Stored data entries
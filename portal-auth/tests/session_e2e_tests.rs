//! End-to-end tests for the session, capability context and navigation gate.
//!
//! A scripted in-memory directory stands in for the upstream service. Slow
//! responses run on tokio's paused clock so timeouts and races are
//! deterministic.
//!
//! Scenarios:
//! 1. Admin code opens the overview
//! 2. Unknown and disallowed codes are denied "role not recognized"
//! 3. Onboarding is admin-only while incomplete
//! 4. Timeouts and retries
//! 5. Overlapping organization switches
//! 6. Demo mode

use std::collections::HashMap;
use std::sync::atomic::{AtomicU32, Ordering};
use std::sync::{Arc, Mutex};
use std::time::Duration;

use async_trait::async_trait;
use portal_auth::{
    AuthError, AuthResult, CapabilityContext, DenialReason, DirectoryService, GateConfig,
    GateState, Identity, LoadingStage, RenderDirective, RetryPolicy, Session,
};
use portal_org::{AccessProfile, OnboardingState, OrganizationRecord, ProfileRecord, RawRoleSignal};
use portal_rbac::{Action, EffectiveRole, Role, Subject};
use uuid::Uuid;

/// Scripted directory keyed by organization id.
#[derive(Default)]
struct ScriptedDirectory {
    /// Profile and response delay per organization
    profiles: Mutex<HashMap<Option<Uuid>, (Duration, AccessProfile)>>,
    /// Onboarding state per account
    onboarding: Mutex<HashMap<String, OnboardingState>>,
    /// Profile fetches that fail with 503 before answering
    transient_failures: AtomicU32,
    /// Profile fetch attempts
    profile_calls: AtomicU32,
    /// Onboarding fetch attempts
    onboarding_calls: AtomicU32,
}

impl ScriptedDirectory {
    fn new() -> Self {
        Self::default()
    }

    fn profile(self, organization: Option<Uuid>, profile: AccessProfile) -> Self {
        self.delayed_profile(organization, Duration::ZERO, profile)
    }

    fn delayed_profile(self, organization: Option<Uuid>, delay: Duration, profile: AccessProfile) -> Self {
        self.profiles.lock().unwrap().insert(organization, (delay, profile));
        self
    }

    fn onboarding(self, account_id: &str, state: OnboardingState) -> Self {
        self.onboarding.lock().unwrap().insert(account_id.to_string(), state);
        self
    }

    fn failing_first(self, attempts: u32) -> Self {
        self.transient_failures.store(attempts, Ordering::SeqCst);
        self
    }
}

#[async_trait]
impl DirectoryService for ScriptedDirectory {
    async fn fetch_access_profile(
        &self,
        _identity: &Identity,
        organization_id: Option<Uuid>,
    ) -> AuthResult<AccessProfile> {
        self.profile_calls.fetch_add(1, Ordering::SeqCst);

        if self.transient_failures.load(Ordering::SeqCst) > 0 {
            self.transient_failures.fetch_sub(1, Ordering::SeqCst);
            return Err(AuthError::Upstream {
                status: 503,
                message: "service unavailable".to_string(),
            });
        }

        let entry = self.profiles.lock().unwrap().get(&organization_id).cloned();
        let (delay, profile) = entry.ok_or_else(|| AuthError::NotFound("access profile".to_string()))?;
        if !delay.is_zero() {
            tokio::time::sleep(delay).await;
        }
        Ok(profile)
    }

    async fn fetch_onboarding_state(&self, account_id: &str) -> AuthResult<OnboardingState> {
        self.onboarding_calls.fetch_add(1, Ordering::SeqCst);
        self.onboarding
            .lock()
            .unwrap()
            .get(account_id)
            .copied()
            .ok_or_else(|| AuthError::NotFound(account_id.to_string()))
    }
}

fn init_tracing() {
    let _ = tracing_subscriber::fmt()
        .with_env_filter(tracing_subscriber::EnvFilter::from_default_env())
        .with_test_writer()
        .try_init();
}

fn organization(code: impl Into<RawRoleSignal>, account_id: &str) -> AccessProfile {
    AccessProfile::new().with_organization(
        OrganizationRecord::new("Acme Cooperative")
            .with_account_id(account_id)
            .with_access_role(code),
    )
}

fn session_with(directory: ScriptedDirectory, config: GateConfig) -> (Arc<ScriptedDirectory>, Session) {
    let directory = Arc::new(directory);
    let session = Session::new(directory.clone(), config);
    (directory, session)
}

fn member() -> Identity {
    Identity::new(Uuid::now_v7()).with_email("member@example.com")
}

#[tokio::test]
async fn test_admin_code_opens_overview() {
    init_tracing();
    let (_, session) = session_with(
        ScriptedDirectory::new()
            .profile(None, organization(123_950_000_i64, "acc-1"))
            .onboarding("acc-1", OnboardingState::Completed),
        GateConfig::default(),
    );

    let snapshot = session.sign_in(member()).await.unwrap();
    assert_eq!(snapshot.role(), Some(EffectiveRole::Known(Role::Admin)));

    let decision = session.navigate("/dashboard/overview");
    assert_eq!(decision.state, GateState::Allowed);
    assert_eq!(decision.directive, RenderDirective::Children);
}

#[tokio::test]
async fn test_thousands_separated_code_matches_integer() {
    init_tracing();
    let (_, session) = session_with(
        ScriptedDirectory::new().profile(None, organization("123,950,000", "acc-1")),
        GateConfig::default(),
    );

    let snapshot = session.sign_in(member()).await.unwrap();
    assert_eq!(snapshot.role(), Some(EffectiveRole::Known(Role::Admin)));
}

#[tokio::test]
async fn test_unknown_code_is_denied() {
    init_tracing();
    let (_, session) = session_with(
        ScriptedDirectory::new().profile(None, organization(999_999_999_i64, "acc-1")),
        GateConfig::default(),
    );

    let snapshot = session.sign_in(member()).await.unwrap();
    assert_eq!(snapshot.role(), Some(EffectiveRole::Unresolved));
    assert!(!session.can_perform(Action::Read, Subject::Marketplace));

    let decision = session.navigate("/dashboard/overview");
    assert_eq!(decision.state, GateState::Denied);
    assert_eq!(decision.denial(), Some(DenialReason::RoleNotRecognized));
    assert_eq!(decision.denial().unwrap().to_string(), "role not recognized");
}

#[tokio::test]
async fn test_disallowed_directory_role_is_denied() {
    init_tracing();
    let (_, session) = session_with(
        ScriptedDirectory::new().profile(None, organization(123_950_001_i64, "acc-1")),
        GateConfig::default(),
    );

    let snapshot = session.sign_in(member()).await.unwrap();
    let reason = snapshot
        .resolution()
        .and_then(|resolution| resolution.reason.clone())
        .unwrap();
    assert!(reason.is_disallowed());
    assert_eq!(
        session.navigate("/dashboard/documents").denial(),
        Some(DenialReason::RoleNotRecognized)
    );
}

#[tokio::test]
async fn test_onboarding_open_to_admin_until_complete() {
    init_tracing();
    let (directory, session) = session_with(
        ScriptedDirectory::new()
            .profile(None, organization(123_950_000_i64, "acc-1"))
            .onboarding("acc-1", OnboardingState::NotCompleted),
        GateConfig::default(),
    );

    session.sign_in(member()).await.unwrap();
    assert_eq!(directory.onboarding_calls.load(Ordering::SeqCst), 1);
    assert!(session.navigate("/dashboard/onboarding").is_allowed());

    directory
        .onboarding
        .lock()
        .unwrap()
        .insert("acc-1".to_string(), OnboardingState::Completed);
    assert_eq!(session.refresh_onboarding().await, OnboardingState::Completed);

    assert_eq!(
        session.navigate("/dashboard/onboarding").redirect_target(),
        Some("/dashboard/overview")
    );
    assert!(session.navigate("/dashboard/onboarding?revisit=true").is_allowed());
}

#[tokio::test]
async fn test_viewer_redirected_from_onboarding() {
    init_tracing();
    let (directory, session) = session_with(
        ScriptedDirectory::new().profile(None, organization(123_950_004_i64, "acc-1")),
        GateConfig::default(),
    );

    session.sign_in(member()).await.unwrap();
    assert_eq!(directory.onboarding_calls.load(Ordering::SeqCst), 0);

    let decision = session.navigate("/dashboard/onboarding");
    assert_eq!(decision.state, GateState::RedirectedSpecialCase);
    assert_eq!(
        decision.directive,
        RenderDirective::Redirect("/dashboard/overview".to_string())
    );

    // Viewer reads, but cannot submit forms.
    assert!(session.navigate("/dashboard/forms/123").is_allowed());
    assert_eq!(
        session.navigate("/dashboard/forms/request-for-funding").denial(),
        Some(DenialReason::InsufficientPrivilege(portal_rbac::Capability::new(
            Subject::Forms,
            Action::Create
        )))
    );
}

#[tokio::test]
async fn test_onboarding_first_sends_admin_to_wizard() {
    init_tracing();
    let (_, session) = session_with(
        ScriptedDirectory::new().profile(None, organization(123_950_000_i64, "acc-1")),
        GateConfig {
            onboarding_first: true,
            ..GateConfig::default()
        },
    );

    session.sign_in(member()).await.unwrap();
    assert_eq!(session.onboarding(), OnboardingState::NotCompleted);
    assert_eq!(
        session.navigate("/dashboard/requests").redirect_target(),
        Some("/dashboard/onboarding")
    );
    assert!(session.navigate("/dashboard/onboarding").is_allowed());
}

#[tokio::test(start_paused = true)]
async fn test_loading_while_role_in_flight() {
    init_tracing();
    let (_, session) = session_with(
        ScriptedDirectory::new().delayed_profile(
            None,
            Duration::from_secs(3),
            organization(123_950_002_i64, "acc-1"),
        ),
        GateConfig::default(),
    );

    let (signed_in, during) = tokio::join!(session.sign_in(member()), async {
        tokio::time::sleep(Duration::from_secs(1)).await;
        session.navigate("/dashboard/documents")
    });

    assert_eq!(during.state, GateState::AwaitingRole);
    assert_eq!(during.directive, RenderDirective::Loading(LoadingStage::Organization));

    assert_eq!(signed_in.unwrap().role(), Some(EffectiveRole::Known(Role::Creator)));
    assert!(session.navigate("/dashboard/documents").is_allowed());
}

#[tokio::test(start_paused = true)]
async fn test_timeout_commits_unresolved() {
    init_tracing();
    let (directory, session) = session_with(
        ScriptedDirectory::new().delayed_profile(
            None,
            Duration::from_secs(60),
            organization(123_950_000_i64, "acc-1"),
        ),
        GateConfig::default(),
    );

    let snapshot = session.sign_in(member()).await.unwrap();
    assert_eq!(directory.profile_calls.load(Ordering::SeqCst), 2);
    assert_eq!(snapshot.role(), Some(EffectiveRole::Unresolved));
    assert_eq!(
        snapshot
            .resolution()
            .and_then(|resolution| resolution.reason.as_ref())
            .map(|reason| reason.as_str()),
        Some("unavailable")
    );

    let decision = session.navigate("/dashboard/overview");
    assert_eq!(decision.denial(), Some(DenialReason::RoleNotRecognized));
}

#[tokio::test(start_paused = true)]
async fn test_transient_failure_is_retried() {
    init_tracing();
    let (directory, session) = session_with(
        ScriptedDirectory::new()
            .profile(None, organization(123_950_003_i64, "acc-1"))
            .failing_first(1),
        GateConfig::default(),
    );

    let snapshot = session.sign_in(member()).await.unwrap();
    assert_eq!(directory.profile_calls.load(Ordering::SeqCst), 2);
    assert_eq!(snapshot.role(), Some(EffectiveRole::Known(Role::Approver)));
}

#[tokio::test(start_paused = true)]
async fn test_overlapping_switch_discards_stale_result() {
    init_tracing();
    let slow = Uuid::now_v7();
    let fast = Uuid::now_v7();
    let (_, session) = session_with(
        ScriptedDirectory::new()
            .profile(None, organization(123_950_004_i64, "acc-0"))
            .delayed_profile(Some(slow), Duration::from_secs(5), organization(123_950_000_i64, "acc-1"))
            .profile(Some(fast), organization(123_950_002_i64, "acc-2")),
        GateConfig::default(),
    );
    session.sign_in(member()).await.unwrap();

    let (stale, latest) = tokio::join!(session.switch_organization(slow), async {
        tokio::time::sleep(Duration::from_millis(10)).await;
        session.switch_organization(fast).await
    });

    assert!(matches!(stale, Err(AuthError::Superseded)));
    assert_eq!(latest.unwrap().role(), Some(EffectiveRole::Known(Role::Creator)));
    assert_eq!(
        session.capabilities().role(),
        Some(EffectiveRole::Known(Role::Creator))
    );
    assert!(!session.can_perform(Action::Delete, Subject::Documents));
    assert_eq!(session.context().unwrap().recent_organizations(2), &[fast, slow]);
}

#[tokio::test(start_paused = true)]
async fn test_context_refresh_superseded_directly() {
    init_tracing();
    let slow = Uuid::now_v7();
    let directory = ScriptedDirectory::new()
        .delayed_profile(Some(slow), Duration::from_secs(5), organization(123_950_000_i64, "acc-1"))
        .profile(None, organization(123_950_004_i64, "acc-0"));
    let ctx = CapabilityContext::new();
    let identity = member();
    let policy = RetryPolicy::no_retry();

    let (stale, latest) = tokio::join!(ctx.refresh(&directory, &identity, Some(slow), &policy), async {
        tokio::time::sleep(Duration::from_millis(10)).await;
        ctx.refresh(&directory, &identity, None, &policy).await
    });

    assert!(matches!(stale, Err(AuthError::Superseded)));
    assert_eq!(latest.unwrap().generation(), 2);
    assert_eq!(ctx.role(), Some(EffectiveRole::Known(Role::Viewer)));
}

#[tokio::test]
async fn test_demo_mode_skips_directory() {
    init_tracing();
    let (directory, session) = session_with(
        ScriptedDirectory::new(),
        GateConfig {
            demo_mode: true,
            ..GateConfig::default()
        },
    );

    assert!(!session.capabilities().is_loading());
    let snapshot = session.sign_in(member()).await.unwrap();
    assert_eq!(snapshot.role(), Some(EffectiveRole::Known(Role::Admin)));
    assert_eq!(directory.profile_calls.load(Ordering::SeqCst), 0);
    assert!(session.navigate("/dashboard/settings").is_allowed());
}

#[tokio::test]
async fn test_claimed_role_and_record_precedence() {
    init_tracing();

    // A canonical claim from the identity provider wins over directory records.
    let (_, session) = session_with(
        ScriptedDirectory::new().profile(None, organization(123_950_004_i64, "acc-1")),
        GateConfig::default(),
    );
    let snapshot = session
        .sign_in(member().with_claimed_role("approver"))
        .await
        .unwrap();
    assert_eq!(snapshot.role(), Some(EffectiveRole::Known(Role::Approver)));

    // A present but unparseable profile role does not fall through to the organization.
    let profile = organization(123_950_000_i64, "acc-1")
        .with_profile(ProfileRecord::new("Dana").with_access_role("not-a-code"));
    let (_, session) = session_with(ScriptedDirectory::new().profile(None, profile), GateConfig::default());
    let snapshot = session.sign_in(member()).await.unwrap();
    assert_eq!(snapshot.role(), Some(EffectiveRole::Unresolved));
}

#[tokio::test]
async fn test_signed_out_navigation_requests_sign_in() {
    init_tracing();
    let (_, session) = session_with(ScriptedDirectory::new(), GateConfig::default());

    let decision = session.navigate("/dashboard/overview");
    assert_eq!(decision.state, GateState::AwaitingIdentity);
    assert!(decision.sign_in_requested);

    let (_, session) = session_with(
        ScriptedDirectory::new(),
        GateConfig {
            auto_sign_in: false,
            ..GateConfig::default()
        },
    );
    assert_eq!(session.navigate("/dashboard/overview").redirect_target(), Some("/"));
}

_AIM OF THE TASK_
Please transcribe exactly the lines above from the line that has "let policy = RetryPolicy::no_retry();" up to and including the line that has "assert_eq!(latest.unwrap().generation(), 2);"; no other line belongs in the answer.

_TASK RESULT_
    let policy = RetryPolicy::no_retry();

    let (stale, latest) = tokio::join!(ctx.refresh(&directory, &identity, Some(slow), &policy), async {
        tokio::time::sleep(Duration::from_millis(10)).await;
        ctx.refresh(&directory, &identity, None, &policy).await
    });

    assert!(matches!(stale, Err(AuthError::Superseded)));
    assert_eq!(latest.unwrap().generation(), 2);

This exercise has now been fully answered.